[Aim of the exercise] Whenever a line below holds the word "display", copy that line.

Collected data:
=======

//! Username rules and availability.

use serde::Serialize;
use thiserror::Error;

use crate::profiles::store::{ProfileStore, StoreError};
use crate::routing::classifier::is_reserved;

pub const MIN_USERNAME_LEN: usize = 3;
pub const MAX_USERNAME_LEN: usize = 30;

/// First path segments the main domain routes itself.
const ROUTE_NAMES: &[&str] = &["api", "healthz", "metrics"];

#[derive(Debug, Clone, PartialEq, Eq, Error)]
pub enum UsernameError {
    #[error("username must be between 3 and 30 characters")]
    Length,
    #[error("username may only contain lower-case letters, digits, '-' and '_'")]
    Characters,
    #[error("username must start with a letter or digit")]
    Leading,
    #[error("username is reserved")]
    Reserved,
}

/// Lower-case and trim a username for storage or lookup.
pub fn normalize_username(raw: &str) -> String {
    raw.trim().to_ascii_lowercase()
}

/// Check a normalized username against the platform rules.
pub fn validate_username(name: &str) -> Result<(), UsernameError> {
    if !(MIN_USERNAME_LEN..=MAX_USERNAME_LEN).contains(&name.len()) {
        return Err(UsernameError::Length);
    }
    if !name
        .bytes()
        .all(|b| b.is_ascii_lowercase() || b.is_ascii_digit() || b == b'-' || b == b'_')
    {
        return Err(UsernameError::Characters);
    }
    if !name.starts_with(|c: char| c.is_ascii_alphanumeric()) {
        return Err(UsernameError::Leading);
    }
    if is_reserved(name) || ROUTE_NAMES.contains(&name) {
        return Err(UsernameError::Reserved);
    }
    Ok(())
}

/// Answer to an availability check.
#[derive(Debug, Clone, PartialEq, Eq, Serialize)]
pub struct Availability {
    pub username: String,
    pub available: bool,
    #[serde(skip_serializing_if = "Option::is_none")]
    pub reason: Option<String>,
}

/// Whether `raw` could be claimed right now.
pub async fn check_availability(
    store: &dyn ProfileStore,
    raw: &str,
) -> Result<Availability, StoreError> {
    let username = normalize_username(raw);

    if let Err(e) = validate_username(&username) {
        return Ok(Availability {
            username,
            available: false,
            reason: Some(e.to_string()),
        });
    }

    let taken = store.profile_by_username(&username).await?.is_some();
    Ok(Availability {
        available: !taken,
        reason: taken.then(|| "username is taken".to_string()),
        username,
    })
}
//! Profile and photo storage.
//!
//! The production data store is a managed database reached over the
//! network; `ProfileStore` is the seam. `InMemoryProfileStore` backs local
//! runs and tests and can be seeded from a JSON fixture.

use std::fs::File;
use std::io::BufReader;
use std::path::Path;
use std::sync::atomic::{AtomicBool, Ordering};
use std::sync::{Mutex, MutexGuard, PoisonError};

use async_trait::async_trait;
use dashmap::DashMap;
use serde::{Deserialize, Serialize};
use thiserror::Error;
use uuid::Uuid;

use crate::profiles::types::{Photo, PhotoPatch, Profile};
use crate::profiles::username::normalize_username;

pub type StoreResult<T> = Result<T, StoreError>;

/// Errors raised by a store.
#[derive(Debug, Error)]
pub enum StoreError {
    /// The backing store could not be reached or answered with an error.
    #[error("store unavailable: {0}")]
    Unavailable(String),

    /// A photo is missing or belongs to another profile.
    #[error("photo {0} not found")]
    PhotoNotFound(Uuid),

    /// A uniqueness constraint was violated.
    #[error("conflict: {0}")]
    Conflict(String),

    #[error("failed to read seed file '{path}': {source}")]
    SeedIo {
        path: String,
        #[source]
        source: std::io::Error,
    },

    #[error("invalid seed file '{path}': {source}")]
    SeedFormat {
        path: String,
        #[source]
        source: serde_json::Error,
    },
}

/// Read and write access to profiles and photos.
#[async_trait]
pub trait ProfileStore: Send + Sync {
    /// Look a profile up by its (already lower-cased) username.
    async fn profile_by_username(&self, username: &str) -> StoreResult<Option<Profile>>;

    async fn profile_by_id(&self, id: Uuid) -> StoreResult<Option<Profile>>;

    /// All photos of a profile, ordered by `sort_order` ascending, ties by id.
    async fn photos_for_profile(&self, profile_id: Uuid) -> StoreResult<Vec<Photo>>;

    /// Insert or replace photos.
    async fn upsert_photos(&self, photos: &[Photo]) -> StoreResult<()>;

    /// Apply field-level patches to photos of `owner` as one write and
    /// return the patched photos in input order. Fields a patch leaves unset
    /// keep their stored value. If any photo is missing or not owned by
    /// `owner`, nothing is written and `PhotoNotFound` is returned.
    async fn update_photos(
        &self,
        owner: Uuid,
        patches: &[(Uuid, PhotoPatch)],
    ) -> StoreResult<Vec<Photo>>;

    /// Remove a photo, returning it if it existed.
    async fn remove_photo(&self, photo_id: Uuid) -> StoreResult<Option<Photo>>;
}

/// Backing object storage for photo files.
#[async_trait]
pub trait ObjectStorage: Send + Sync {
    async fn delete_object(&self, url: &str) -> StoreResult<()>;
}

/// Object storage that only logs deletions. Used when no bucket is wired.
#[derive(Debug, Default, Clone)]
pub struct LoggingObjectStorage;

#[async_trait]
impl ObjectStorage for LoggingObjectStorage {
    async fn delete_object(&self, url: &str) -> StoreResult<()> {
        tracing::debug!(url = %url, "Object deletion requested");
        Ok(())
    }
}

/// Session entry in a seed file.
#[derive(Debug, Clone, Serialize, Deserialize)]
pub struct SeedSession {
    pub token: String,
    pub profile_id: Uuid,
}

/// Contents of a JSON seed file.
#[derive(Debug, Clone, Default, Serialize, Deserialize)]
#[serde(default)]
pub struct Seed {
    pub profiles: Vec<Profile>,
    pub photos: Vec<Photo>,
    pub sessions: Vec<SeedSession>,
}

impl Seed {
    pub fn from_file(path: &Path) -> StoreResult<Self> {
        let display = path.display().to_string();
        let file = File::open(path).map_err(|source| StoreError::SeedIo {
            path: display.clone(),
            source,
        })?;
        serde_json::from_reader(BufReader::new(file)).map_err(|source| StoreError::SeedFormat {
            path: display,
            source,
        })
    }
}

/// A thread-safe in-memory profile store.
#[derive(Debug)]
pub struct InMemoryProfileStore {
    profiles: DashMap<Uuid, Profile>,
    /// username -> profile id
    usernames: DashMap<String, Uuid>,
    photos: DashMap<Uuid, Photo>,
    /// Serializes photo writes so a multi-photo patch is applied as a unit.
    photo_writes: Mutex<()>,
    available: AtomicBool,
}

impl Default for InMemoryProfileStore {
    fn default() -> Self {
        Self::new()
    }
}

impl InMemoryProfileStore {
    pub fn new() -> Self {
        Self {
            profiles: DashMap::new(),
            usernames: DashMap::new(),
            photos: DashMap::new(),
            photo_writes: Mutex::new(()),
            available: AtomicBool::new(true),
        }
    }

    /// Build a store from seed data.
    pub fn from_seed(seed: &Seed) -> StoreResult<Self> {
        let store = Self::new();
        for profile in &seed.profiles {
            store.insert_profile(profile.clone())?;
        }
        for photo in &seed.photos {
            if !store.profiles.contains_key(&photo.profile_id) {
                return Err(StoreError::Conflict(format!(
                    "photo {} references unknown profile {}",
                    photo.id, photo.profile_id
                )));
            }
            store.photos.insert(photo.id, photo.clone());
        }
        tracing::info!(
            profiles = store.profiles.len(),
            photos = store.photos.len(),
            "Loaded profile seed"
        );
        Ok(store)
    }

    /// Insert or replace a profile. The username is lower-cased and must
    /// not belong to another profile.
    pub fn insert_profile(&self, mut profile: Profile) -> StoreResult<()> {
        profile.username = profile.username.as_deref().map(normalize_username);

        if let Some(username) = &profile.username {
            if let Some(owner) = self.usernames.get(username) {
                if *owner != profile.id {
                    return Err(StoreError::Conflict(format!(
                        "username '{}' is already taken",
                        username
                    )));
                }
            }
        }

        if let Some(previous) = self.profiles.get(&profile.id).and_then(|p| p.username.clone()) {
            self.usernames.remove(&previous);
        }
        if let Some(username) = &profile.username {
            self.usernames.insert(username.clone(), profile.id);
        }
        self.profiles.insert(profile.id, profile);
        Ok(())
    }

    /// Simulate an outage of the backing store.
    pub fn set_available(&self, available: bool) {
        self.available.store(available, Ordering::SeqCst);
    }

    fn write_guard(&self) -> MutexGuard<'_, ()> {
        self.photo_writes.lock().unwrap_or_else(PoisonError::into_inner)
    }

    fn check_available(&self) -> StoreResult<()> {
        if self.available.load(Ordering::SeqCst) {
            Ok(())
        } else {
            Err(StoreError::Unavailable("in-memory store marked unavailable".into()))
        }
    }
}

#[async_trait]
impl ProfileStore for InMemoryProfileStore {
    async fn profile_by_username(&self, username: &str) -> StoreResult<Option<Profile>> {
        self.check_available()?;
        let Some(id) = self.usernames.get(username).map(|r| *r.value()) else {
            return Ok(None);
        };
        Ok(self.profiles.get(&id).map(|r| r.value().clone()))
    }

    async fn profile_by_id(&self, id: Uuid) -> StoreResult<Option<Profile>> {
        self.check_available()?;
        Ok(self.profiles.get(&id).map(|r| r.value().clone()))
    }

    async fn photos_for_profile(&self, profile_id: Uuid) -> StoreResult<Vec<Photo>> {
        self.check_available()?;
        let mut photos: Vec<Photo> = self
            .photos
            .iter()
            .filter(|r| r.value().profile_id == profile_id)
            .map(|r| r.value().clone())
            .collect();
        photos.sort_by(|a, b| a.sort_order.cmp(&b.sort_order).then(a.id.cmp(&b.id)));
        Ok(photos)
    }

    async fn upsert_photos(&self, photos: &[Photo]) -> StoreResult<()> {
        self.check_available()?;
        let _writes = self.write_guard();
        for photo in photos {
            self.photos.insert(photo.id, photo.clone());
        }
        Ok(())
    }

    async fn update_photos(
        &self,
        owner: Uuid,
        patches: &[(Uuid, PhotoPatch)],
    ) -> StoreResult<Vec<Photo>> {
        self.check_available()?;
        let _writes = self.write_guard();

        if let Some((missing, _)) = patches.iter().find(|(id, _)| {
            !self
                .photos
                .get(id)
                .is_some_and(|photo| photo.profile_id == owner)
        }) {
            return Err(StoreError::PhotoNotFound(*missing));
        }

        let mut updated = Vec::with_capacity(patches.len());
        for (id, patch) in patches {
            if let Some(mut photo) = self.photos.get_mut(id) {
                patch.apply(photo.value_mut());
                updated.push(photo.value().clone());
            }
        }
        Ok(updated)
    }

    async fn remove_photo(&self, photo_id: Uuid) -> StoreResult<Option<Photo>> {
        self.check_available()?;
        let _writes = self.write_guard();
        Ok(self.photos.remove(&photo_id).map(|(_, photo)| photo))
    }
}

=======

[Solution to the problem]
        let display = path.display().to_string();
            path: display.clone(),
            path: display,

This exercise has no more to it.